BEGIN Exercise data
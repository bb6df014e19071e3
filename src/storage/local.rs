//! Local filesystem snapshot store.
//!
//! ## Storage Layout
//!
//! ```text
//! {root}/
//! ├── {AIRPORT}_{direction}.json   # CacheEntry
//! └── {AIRPORT}_{direction}.lock   # Cross-process cycle lock
//! ```
//!
//! Writes go to `{stem}.tmp` and are renamed into place, so a reader sees
//! either the previous entry or the new one.

use std::path::{Path, PathBuf};
use std::time::{Duration, SystemTime};

use async_trait::async_trait;
use chrono::Utc;
use serde::{Serialize, de::DeserializeOwned};
use tokio::io::AsyncWriteExt;

use crate::error::{AppError, Result};
use crate::models::{Direction, Snapshot};
use crate::storage::{CacheEntry, CacheKey, KeyGuard, KeyLocks, SnapshotStore, ensure_key};

/// Default age after which a lock file is treated as abandoned.
const DEFAULT_LOCK_STALE: Duration = Duration::from_secs(900);

/// Local filesystem storage backend.
#[derive(Debug, Clone)]
pub struct LocalStorage {
    root_dir: PathBuf,
    locks: KeyLocks,
    lock_stale: Duration,
}

impl LocalStorage {
    /// Create a new LocalStorage rooted at the given directory.
    pub fn new(root_dir: impl Into<PathBuf>) -> Self {
        Self {
            root_dir: root_dir.into(),
            locks: KeyLocks::new(),
            lock_stale: DEFAULT_LOCK_STALE,
        }
    }

    /// Override how old a lock file must be before it is broken.
    pub fn with_lock_stale(mut self, lock_stale: Duration) -> Self {
        self.lock_stale = lock_stale;
        self
    }

    pub fn root_dir(&self) -> &Path {
        &self.root_dir
    }

    /// Get the full path for a relative key.
    fn path(&self, key: &str) -> PathBuf {
        self.root_dir.join(key)
    }

    fn entry_key(key: &CacheKey) -> String {
        format!("{}.json", key.file_stem())
    }

    fn lock_key(key: &CacheKey) -> String {
        format!("{}.lock", key.file_stem())
    }

    /// Ensure parent directory exists.
    async fn ensure_dir(&self, path: &Path) -> Result<()> {
        if let Some(parent) = path.parent() {
            tokio::fs::create_dir_all(parent).await?;
        }
        Ok(())
    }

    /// Write bytes atomically (write to temp, then rename).
    async fn write_bytes(&self, key: &str, bytes: &[u8]) -> Result<()> {
        let path = self.path(key);
        self.ensure_dir(&path).await?;

        let tmp = path.with_extension("tmp");
        let mut file = tokio::fs::File::create(&tmp).await?;
        file.write_all(bytes).await?;
        file.flush().await?;
        file.sync_all().await?;
        drop(file);

        tokio::fs::rename(&tmp, &path).await?;
        Ok(())
    }

    /// Write JSON data.
    async fn write_json<T: Serialize + ?Sized>(&self, key: &str, value: &T) -> Result<()> {
        let bytes = serde_json::to_vec_pretty(value)?;
        self.write_bytes(key, &bytes).await
    }

    /// Read bytes, returning None if file doesn't exist.
    async fn read_bytes(&self, key: &str) -> Result<Option<Vec<u8>>> {
        let path = self.path(key);
        match tokio::fs::read(&path).await {
            Ok(bytes) => Ok(Some(bytes)),
            Err(e) if e.kind() == std::io::ErrorKind::NotFound => Ok(None),
            Err(e) => Err(AppError::Io(e)),
        }
    }

    /// Read JSON data.
    async fn read_json<T: DeserializeOwned>(&self, key: &str) -> Result<Option<T>> {
        match self.read_bytes(key).await? {
            Some(bytes) => Ok(Some(serde_json::from_slice(&bytes)?)),
            None => Ok(None),
        }
    }

    /// Load the raw cache entry, verified, without unwrapping the snapshot.
    pub async fn load_entry(&self, airport: &str, direction: Direction) -> Result<Option<CacheEntry>> {
        let key = CacheKey::new(airport, direction);
        let entry: Option<CacheEntry> = self
            .read_json(&Self::entry_key(&key))
            .await
            .map_err(|e| AppError::store(format!("cannot read cache for {key}: {e}")))?;

        match entry {
            Some(entry) => {
                entry.verify(&key)?;
                Ok(Some(entry))
            }
            None => Ok(None),
        }
    }

    /// Create the lock file, breaking it if abandoned.
    async fn acquire_lock_file(&self, key: &CacheKey) -> Result<PathBuf> {
        let path = self.path(&Self::lock_key(key));
        self.ensure_dir(&path).await?;

        for _ in 0..2 {
            match tokio::fs::OpenOptions::new()
                .write(true)
                .create_new(true)
                .open(&path)
                .await
            {
                Ok(mut file) => {
                    let owner = format!("pid={} at={}\n", std::process::id(), Utc::now().to_rfc3339());
                    file.write_all(owner.as_bytes()).await?;
                    file.flush().await?;
                    return Ok(path);
                }
                Err(e) if e.kind() == std::io::ErrorKind::AlreadyExists => {
                    if self.is_stale(&path).await? && self.break_stale_lock(&path).await? {
                        continue;
                    }
                    return Err(AppError::store(format!(
                        "{key} is locked by another run ({})",
                        path.display()
                    )));
                }
                Err(e) => return Err(AppError::Io(e)),
            }
        }

        Err(AppError::store(format!("could not take lock for {key}")))
    }

    /// Move an abandoned lock aside and delete it.
    ///
    /// Rename is atomic, so of several runs breaking the same lock only one
    /// gets the file. The moved file keeps its mtime; if it turns out to be
    /// a live lock taken since the staleness check, it is linked back and
    /// `false` is returned.
    async fn break_stale_lock(&self, path: &Path) -> Result<bool> {
        let nanos = Utc::now().timestamp_nanos_opt().unwrap_or_default();
        let aside = path.with_extension(format!("lock.{}-{}.stale", std::process::id(), nanos));

        match tokio::fs::rename(path, &aside).await {
            Ok(()) => {}
            // Another run broke it first.
            Err(e) if e.kind() == std::io::ErrorKind::NotFound => return Ok(true),
            Err(e) => return Err(AppError::Io(e)),
        }

        let stale = self.is_stale(&aside).await?;
        if stale {
            log::warn!("Broke abandoned lock {}", path.display());
        } else {
            match tokio::fs::hard_link(&aside, path).await {
                Ok(()) => {}
                Err(e) if e.kind() == std::io::ErrorKind::AlreadyExists => {}
                Err(e) => return Err(AppError::Io(e)),
            }
        }

        match tokio::fs::remove_file(&aside).await {
            Ok(()) => {}
            Err(e) if e.kind() == std::io::ErrorKind::NotFound => {}
            Err(e) => return Err(AppError::Io(e)),
        }
        Ok(stale)
    }

    async fn is_stale(&self, path: &Path) -> Result<bool> {
        let modified = match tokio::fs::metadata(path).await {
            Ok(meta) => meta.modified()?,
            Err(e) if e.kind() == std::io::ErrorKind::NotFound => return Ok(true),
            Err(e) => return Err(AppError::Io(e)),
        };
        let age = SystemTime::now()
            .duration_since(modified)
            .unwrap_or_default();
        Ok(age >= self.lock_stale)
    }
}

#[async_trait]
impl SnapshotStore for LocalStorage {
    async fn load(&self, airport: &str, direction: Direction) -> Result<Option<Snapshot>> {
        let entry = self.load_entry(airport, direction).await?;
        if entry.is_none() {
            log::debug!("No cache entry for {}", CacheKey::new(airport, direction));
        }
        Ok(entry.map(|e| e.snapshot))
    }

    async fn save(&self, airport: &str, direction: Direction, snapshot: &Snapshot) -> Result<()> {
        let key = CacheKey::new(airport, direction);
        ensure_key(&key, snapshot)?;

        let entry = CacheEntry::new(snapshot.clone())?;
        self.write_json(&Self::entry_key(&key), &entry)
            .await
            .map_err(|e| AppError::store(format!("cannot write cache for {key}: {e}")))?;

        log::info!(
            "Cache saved: {} records for {} ({})",
            snapshot.len(),
            key,
            &entry.checksum[..12]
        );
        Ok(())
    }

    async fn lock(&self, airport: &str, direction: Direction) -> Result<KeyGuard> {
        let key = CacheKey::new(airport, direction);
        let guard = self.locks.acquire(&key).await;
        let lock_file = self.acquire_lock_file(&key).await?;
        Ok(guard.with_lock_file(lock_file))
    }
}

#[cfg(test)]
mod tests {
    use super::*;
    use crate::models::{DateRange, FlightRecord, RawRow, fields};
    use chrono::NaiveDate;
    use tempfile::TempDir;

    fn day(d: u32) -> NaiveDate {
        NaiveDate::from_ymd_opt(2024, 12, d).unwrap()
    }

    fn sample_snapshot(direction: Direction) -> Snapshot {
        let mut row = RawRow::new();
        row.insert(fields::FLIGHT_NUMBER.into(), "KE123".into());
        row.insert(fields::SCHEDULED_TIME.into(), "10:00".into());
        row.insert(fields::ACTUAL_TIME.into(), "10:25".into());
        row.insert(fields::LOCATION.into(), "NAGOYA".into());
        row.insert(fields::GATE.into(), "601".into());
        row.insert("Remarks".into(), "Charter".into());
        let record = FlightRecord::from_raw(row, day(1), direction, "NGO").unwrap();

        Snapshot::new("NGO", direction, DateRange::starting(day(1), 7), vec![record])
    }

    #[tokio::test]
    async fn test_write_and_read() {
        let tmp = TempDir::new().unwrap();
        let storage = LocalStorage::new(tmp.path());

        storage.write_bytes("test.txt", b"hello").await.unwrap();
        let data = storage.read_bytes("test.txt").await.unwrap();
        assert_eq!(data, Some(b"hello".to_vec()));
        assert!(!tmp.path().join("test.tmp").exists());
    }

    #[tokio::test]
    async fn test_load_unseen_is_none() {
        let tmp = TempDir::new().unwrap();
        let storage = LocalStorage::new(tmp.path());

        let loaded = storage.load("NGO", Direction::Departure).await.unwrap();
        assert!(loaded.is_none());
    }

    #[tokio::test]
    async fn test_round_trip() {
        let tmp = TempDir::new().unwrap();
        let storage = LocalStorage::new(tmp.path());
        let snapshot = sample_snapshot(Direction::Departure);

        storage
            .save("NGO", Direction::Departure, &snapshot)
            .await
            .unwrap();
        let loaded = storage.load("NGO", Direction::Departure).await.unwrap();

        assert_eq!(loaded, Some(snapshot));
        assert!(tmp.path().join("NGO_departure.json").exists());
    }

    #[tokio::test]
    async fn test_empty_snapshot_is_not_absent() {
        let tmp = TempDir::new().unwrap();
        let storage = LocalStorage::new(tmp.path());
        let empty = Snapshot::new("NGO", Direction::Arrival, DateRange::single(day(1)), vec![]);

        storage.save("NGO", Direction::Arrival, &empty).await.unwrap();
        let loaded = storage.load("NGO", Direction::Arrival).await.unwrap();
        assert_eq!(loaded, Some(empty));
    }

    #[tokio::test]
    async fn test_directions_are_separate() {
        let tmp = TempDir::new().unwrap();
        let storage = LocalStorage::new(tmp.path());

        storage
            .save("NGO", Direction::Departure, &sample_snapshot(Direction::Departure))
            .await
            .unwrap();

        assert!(storage.load("NGO", Direction::Arrival).await.unwrap().is_none());
    }

    #[tokio::test]
    async fn test_save_rejects_mismatched_key() {
        let tmp = TempDir::new().unwrap();
        let storage = LocalStorage::new(tmp.path());

        let result = storage
            .save("NGO", Direction::Arrival, &sample_snapshot(Direction::Departure))
            .await;
        assert!(matches!(result, Err(AppError::Validation(_))));
    }

    #[tokio::test]
    async fn test_corrupt_entry_is_store_error() {
        let tmp = TempDir::new().unwrap();
        let storage = LocalStorage::new(tmp.path());

        storage
            .write_bytes("NGO_departure.json", b"{ not json")
            .await
            .unwrap();

        let result = storage.load("NGO", Direction::Departure).await;
        assert!(matches!(result, Err(AppError::Store(_))));
    }

    #[tokio::test]
    async fn test_lock_file_blocks_second_holder() {
        let tmp = TempDir::new().unwrap();
        let first = LocalStorage::new(tmp.path());
        // A second process shares the directory but not the in-memory table.
        let second = LocalStorage::new(tmp.path());

        let guard = first.lock("NGO", Direction::Departure).await.unwrap();
        assert!(tmp.path().join("NGO_departure.lock").exists());

        let blocked = second.lock("NGO", Direction::Departure).await;
        assert!(matches!(blocked, Err(AppError::Store(_))));

        drop(guard);
        assert!(!tmp.path().join("NGO_departure.lock").exists());
        assert!(second.lock("NGO", Direction::Departure).await.is_ok());
    }

    #[tokio::test]
    async fn test_stale_lock_is_broken() {
        let tmp = TempDir::new().unwrap();
        std::fs::write(tmp.path().join("NGO_arrival.lock"), "pid=1\n").unwrap();

        let storage = LocalStorage::new(tmp.path()).with_lock_stale(Duration::ZERO);
        let guard = storage.lock("NGO", Direction::Arrival).await;
        assert!(guard.is_ok());

        let owner = std::fs::read_to_string(tmp.path().join("NGO_arrival.lock")).unwrap();
        assert!(owner.starts_with(&format!("pid={} ", std::process::id())));
        // Only the lock itself is left behind.
        assert_eq!(std::fs::read_dir(tmp.path()).unwrap().count(), 1);
    }

    #[tokio::test]
    async fn test_breaking_a_live_lock_restores_it() {
        let tmp = TempDir::new().unwrap();
        let path = tmp.path().join("NGO_arrival.lock");
        std::fs::write(&path, "pid=1\n").unwrap();

        // The lock was retaken between the staleness check and the break.
        let storage = LocalStorage::new(tmp.path());
        assert!(!storage.break_stale_lock(&path).await.unwrap());

        assert_eq!(std::fs::read_to_string(&path).unwrap(), "pid=1\n");
        assert_eq!(std::fs::read_dir(tmp.path()).unwrap().count(), 1);

        let blocked = storage.lock("NGO", Direction::Arrival).await;
        assert!(matches!(blocked, Err(AppError::Store(_))));
    }
}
END Exercise data
**Task description:**
Begin with the line above that has "file.write_all(bytes).await?;" and continue through the line that has "Write JSON data.", setting each one down exactly. Stop there.

**Reply to the task:**
        file.write_all(bytes).await?;
        file.flush().await?;
        file.sync_all().await?;
        drop(file);

        tokio::fs::rename(&tmp, &path).await?;
        Ok(())
    }

    /// Write JSON data.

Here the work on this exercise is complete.